● WHAT YOU HAVE TO DO
Repeat exactly, and only, the lines of the entries below from the one with "fn default_qualifications() ->" through the one with "to read config", both ends included.

====== DATA SECTION ======

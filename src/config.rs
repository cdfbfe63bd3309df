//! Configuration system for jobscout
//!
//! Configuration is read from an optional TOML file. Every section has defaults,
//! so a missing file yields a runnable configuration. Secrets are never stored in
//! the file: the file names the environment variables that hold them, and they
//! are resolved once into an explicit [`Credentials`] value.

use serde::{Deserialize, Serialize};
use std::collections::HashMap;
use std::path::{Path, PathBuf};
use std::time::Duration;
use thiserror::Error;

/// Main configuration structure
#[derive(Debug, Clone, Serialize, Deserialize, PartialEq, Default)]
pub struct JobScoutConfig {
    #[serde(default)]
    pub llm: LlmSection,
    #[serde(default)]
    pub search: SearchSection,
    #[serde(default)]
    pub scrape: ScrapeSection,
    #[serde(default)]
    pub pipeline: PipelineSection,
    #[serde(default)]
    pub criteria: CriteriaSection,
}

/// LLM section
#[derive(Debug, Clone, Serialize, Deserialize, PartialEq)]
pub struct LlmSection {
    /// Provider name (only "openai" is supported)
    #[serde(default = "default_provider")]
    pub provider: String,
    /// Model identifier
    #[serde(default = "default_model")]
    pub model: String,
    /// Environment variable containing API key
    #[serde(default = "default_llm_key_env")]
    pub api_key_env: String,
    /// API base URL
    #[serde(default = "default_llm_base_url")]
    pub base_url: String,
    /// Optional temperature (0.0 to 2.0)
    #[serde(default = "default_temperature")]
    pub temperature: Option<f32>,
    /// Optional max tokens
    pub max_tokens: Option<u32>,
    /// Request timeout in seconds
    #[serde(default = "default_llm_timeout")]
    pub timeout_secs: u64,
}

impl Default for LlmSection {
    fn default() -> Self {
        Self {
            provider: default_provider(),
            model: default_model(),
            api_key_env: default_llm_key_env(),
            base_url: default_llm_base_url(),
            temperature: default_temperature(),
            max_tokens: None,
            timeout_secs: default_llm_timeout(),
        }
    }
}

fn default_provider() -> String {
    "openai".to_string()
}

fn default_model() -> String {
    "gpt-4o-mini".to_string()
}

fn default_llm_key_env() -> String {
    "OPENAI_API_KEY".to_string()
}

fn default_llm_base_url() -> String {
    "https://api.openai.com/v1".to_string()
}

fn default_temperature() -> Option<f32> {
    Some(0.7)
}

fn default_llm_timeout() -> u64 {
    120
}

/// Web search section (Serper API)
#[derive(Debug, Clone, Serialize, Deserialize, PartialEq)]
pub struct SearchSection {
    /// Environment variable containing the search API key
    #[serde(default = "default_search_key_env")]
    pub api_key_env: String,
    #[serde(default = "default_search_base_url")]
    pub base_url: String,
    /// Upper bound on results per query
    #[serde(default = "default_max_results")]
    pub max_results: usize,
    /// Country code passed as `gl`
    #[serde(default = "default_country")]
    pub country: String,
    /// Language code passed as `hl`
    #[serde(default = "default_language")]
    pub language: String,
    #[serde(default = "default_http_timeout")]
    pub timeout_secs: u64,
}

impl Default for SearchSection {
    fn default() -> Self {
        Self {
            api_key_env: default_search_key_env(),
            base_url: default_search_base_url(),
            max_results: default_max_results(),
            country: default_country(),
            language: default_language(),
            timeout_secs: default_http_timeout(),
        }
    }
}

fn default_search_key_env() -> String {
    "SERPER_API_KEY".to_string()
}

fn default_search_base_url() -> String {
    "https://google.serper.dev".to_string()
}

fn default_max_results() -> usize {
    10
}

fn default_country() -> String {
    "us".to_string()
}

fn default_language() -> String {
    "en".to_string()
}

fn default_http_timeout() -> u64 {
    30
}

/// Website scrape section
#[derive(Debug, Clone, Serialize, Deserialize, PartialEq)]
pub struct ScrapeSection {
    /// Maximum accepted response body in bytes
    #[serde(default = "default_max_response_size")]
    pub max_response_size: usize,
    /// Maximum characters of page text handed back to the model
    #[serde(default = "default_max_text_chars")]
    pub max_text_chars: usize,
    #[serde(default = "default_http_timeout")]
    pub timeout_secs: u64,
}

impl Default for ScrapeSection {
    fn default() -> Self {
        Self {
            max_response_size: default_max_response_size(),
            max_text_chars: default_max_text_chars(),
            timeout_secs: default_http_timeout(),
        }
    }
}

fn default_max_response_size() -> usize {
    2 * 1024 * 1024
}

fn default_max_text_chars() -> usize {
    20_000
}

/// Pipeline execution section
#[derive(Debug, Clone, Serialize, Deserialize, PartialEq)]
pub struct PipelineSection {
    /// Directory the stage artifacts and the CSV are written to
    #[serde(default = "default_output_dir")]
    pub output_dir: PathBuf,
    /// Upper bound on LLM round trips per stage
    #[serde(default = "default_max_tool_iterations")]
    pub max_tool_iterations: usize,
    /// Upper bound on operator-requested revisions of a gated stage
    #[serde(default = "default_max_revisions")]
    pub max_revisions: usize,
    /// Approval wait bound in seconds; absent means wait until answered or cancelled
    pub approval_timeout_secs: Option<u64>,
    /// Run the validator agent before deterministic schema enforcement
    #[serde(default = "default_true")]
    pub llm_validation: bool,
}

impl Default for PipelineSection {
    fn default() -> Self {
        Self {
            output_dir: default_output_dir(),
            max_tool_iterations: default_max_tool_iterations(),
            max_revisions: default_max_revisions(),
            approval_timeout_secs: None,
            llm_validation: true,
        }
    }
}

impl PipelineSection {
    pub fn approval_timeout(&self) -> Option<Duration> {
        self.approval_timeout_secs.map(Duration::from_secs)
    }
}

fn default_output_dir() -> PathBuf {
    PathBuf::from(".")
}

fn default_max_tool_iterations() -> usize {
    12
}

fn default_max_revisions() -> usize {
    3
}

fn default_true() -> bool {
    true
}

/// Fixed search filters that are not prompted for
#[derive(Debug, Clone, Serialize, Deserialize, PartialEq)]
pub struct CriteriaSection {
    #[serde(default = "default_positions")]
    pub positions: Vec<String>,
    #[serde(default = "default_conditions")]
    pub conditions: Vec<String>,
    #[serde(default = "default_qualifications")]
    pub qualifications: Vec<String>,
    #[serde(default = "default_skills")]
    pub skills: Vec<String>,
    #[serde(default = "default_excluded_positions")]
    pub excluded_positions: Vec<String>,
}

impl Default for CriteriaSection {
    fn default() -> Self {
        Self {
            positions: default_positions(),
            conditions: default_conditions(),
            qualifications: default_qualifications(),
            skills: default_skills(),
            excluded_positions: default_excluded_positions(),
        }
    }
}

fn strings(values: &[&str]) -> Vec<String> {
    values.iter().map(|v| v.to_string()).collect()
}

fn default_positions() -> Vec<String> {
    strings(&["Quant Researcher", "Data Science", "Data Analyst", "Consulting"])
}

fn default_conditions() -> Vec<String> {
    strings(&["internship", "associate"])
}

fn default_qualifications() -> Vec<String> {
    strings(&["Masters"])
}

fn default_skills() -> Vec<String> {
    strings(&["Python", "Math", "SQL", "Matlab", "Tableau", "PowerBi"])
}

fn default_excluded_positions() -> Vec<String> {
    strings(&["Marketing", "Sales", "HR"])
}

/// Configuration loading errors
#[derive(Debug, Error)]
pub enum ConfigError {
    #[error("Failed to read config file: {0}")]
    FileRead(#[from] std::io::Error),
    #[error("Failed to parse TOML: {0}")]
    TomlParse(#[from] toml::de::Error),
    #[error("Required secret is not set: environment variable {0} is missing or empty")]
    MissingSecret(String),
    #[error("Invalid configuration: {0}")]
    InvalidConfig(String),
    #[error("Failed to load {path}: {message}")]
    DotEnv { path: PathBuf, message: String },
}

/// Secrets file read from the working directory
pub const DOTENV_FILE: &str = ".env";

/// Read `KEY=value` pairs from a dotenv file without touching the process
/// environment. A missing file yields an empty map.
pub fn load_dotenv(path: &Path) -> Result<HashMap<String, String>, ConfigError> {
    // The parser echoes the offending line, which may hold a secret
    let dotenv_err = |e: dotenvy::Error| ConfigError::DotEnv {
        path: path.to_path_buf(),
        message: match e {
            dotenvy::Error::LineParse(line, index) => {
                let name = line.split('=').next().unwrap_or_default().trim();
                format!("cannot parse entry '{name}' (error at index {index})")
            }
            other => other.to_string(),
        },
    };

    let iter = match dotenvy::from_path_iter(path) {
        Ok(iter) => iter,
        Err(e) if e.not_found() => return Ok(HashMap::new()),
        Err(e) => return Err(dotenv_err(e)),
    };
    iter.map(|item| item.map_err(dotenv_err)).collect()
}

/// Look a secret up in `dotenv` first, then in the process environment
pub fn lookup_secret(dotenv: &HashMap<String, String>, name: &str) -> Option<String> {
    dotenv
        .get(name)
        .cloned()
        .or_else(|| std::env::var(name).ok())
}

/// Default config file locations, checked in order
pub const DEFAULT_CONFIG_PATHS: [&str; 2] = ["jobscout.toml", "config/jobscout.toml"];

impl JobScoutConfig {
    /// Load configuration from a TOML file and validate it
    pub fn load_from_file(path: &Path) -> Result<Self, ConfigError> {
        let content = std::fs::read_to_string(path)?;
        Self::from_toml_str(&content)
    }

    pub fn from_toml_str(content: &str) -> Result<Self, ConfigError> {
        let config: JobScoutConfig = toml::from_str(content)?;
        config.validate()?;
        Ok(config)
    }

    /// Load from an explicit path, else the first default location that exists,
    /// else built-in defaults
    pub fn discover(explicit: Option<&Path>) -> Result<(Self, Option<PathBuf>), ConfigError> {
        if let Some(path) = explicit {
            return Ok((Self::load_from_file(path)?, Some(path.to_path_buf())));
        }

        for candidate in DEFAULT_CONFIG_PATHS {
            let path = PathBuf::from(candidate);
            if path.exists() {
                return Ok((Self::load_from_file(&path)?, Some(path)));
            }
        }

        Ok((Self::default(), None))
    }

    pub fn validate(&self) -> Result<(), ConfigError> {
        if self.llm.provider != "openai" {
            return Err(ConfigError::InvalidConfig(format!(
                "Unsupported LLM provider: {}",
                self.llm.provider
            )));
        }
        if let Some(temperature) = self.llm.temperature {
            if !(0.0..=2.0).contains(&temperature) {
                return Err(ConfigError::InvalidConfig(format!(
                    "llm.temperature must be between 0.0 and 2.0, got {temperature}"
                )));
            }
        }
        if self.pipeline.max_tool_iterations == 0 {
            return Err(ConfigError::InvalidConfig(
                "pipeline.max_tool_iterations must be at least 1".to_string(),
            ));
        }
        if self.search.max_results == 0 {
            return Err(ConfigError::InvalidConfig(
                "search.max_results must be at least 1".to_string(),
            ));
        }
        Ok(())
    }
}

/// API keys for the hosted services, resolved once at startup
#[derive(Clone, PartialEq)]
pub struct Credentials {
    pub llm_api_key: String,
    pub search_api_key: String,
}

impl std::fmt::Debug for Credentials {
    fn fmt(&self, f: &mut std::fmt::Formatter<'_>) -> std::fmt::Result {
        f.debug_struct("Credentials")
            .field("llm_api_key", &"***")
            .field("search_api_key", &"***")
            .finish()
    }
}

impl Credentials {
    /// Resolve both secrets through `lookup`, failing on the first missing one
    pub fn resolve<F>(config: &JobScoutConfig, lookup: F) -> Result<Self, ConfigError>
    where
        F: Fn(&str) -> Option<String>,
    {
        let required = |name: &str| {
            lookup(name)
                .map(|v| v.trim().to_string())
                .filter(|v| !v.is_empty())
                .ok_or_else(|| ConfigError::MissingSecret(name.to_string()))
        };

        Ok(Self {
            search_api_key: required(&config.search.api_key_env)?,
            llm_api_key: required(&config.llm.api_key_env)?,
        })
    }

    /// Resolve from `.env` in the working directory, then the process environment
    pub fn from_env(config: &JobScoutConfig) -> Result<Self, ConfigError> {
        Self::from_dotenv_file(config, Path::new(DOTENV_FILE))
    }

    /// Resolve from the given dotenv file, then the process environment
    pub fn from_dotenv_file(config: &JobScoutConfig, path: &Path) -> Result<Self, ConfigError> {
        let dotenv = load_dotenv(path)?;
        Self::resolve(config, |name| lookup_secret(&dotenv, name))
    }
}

======

● YOUR SOLUTION
fn default_qualifications() -> Vec<String> {
    strings(&["Masters"])
}

fn default_skills() -> Vec<String> {
    strings(&["Python", "Math", "SQL", "Matlab", "Tableau", "PowerBi"])
}

fn default_excluded_positions() -> Vec<String> {
    strings(&["Marketing", "Sales", "HR"])
}

/// Configuration loading errors
#[derive(Debug, Error)]
pub enum ConfigError {
    #[error("Failed to read config file: {0}")]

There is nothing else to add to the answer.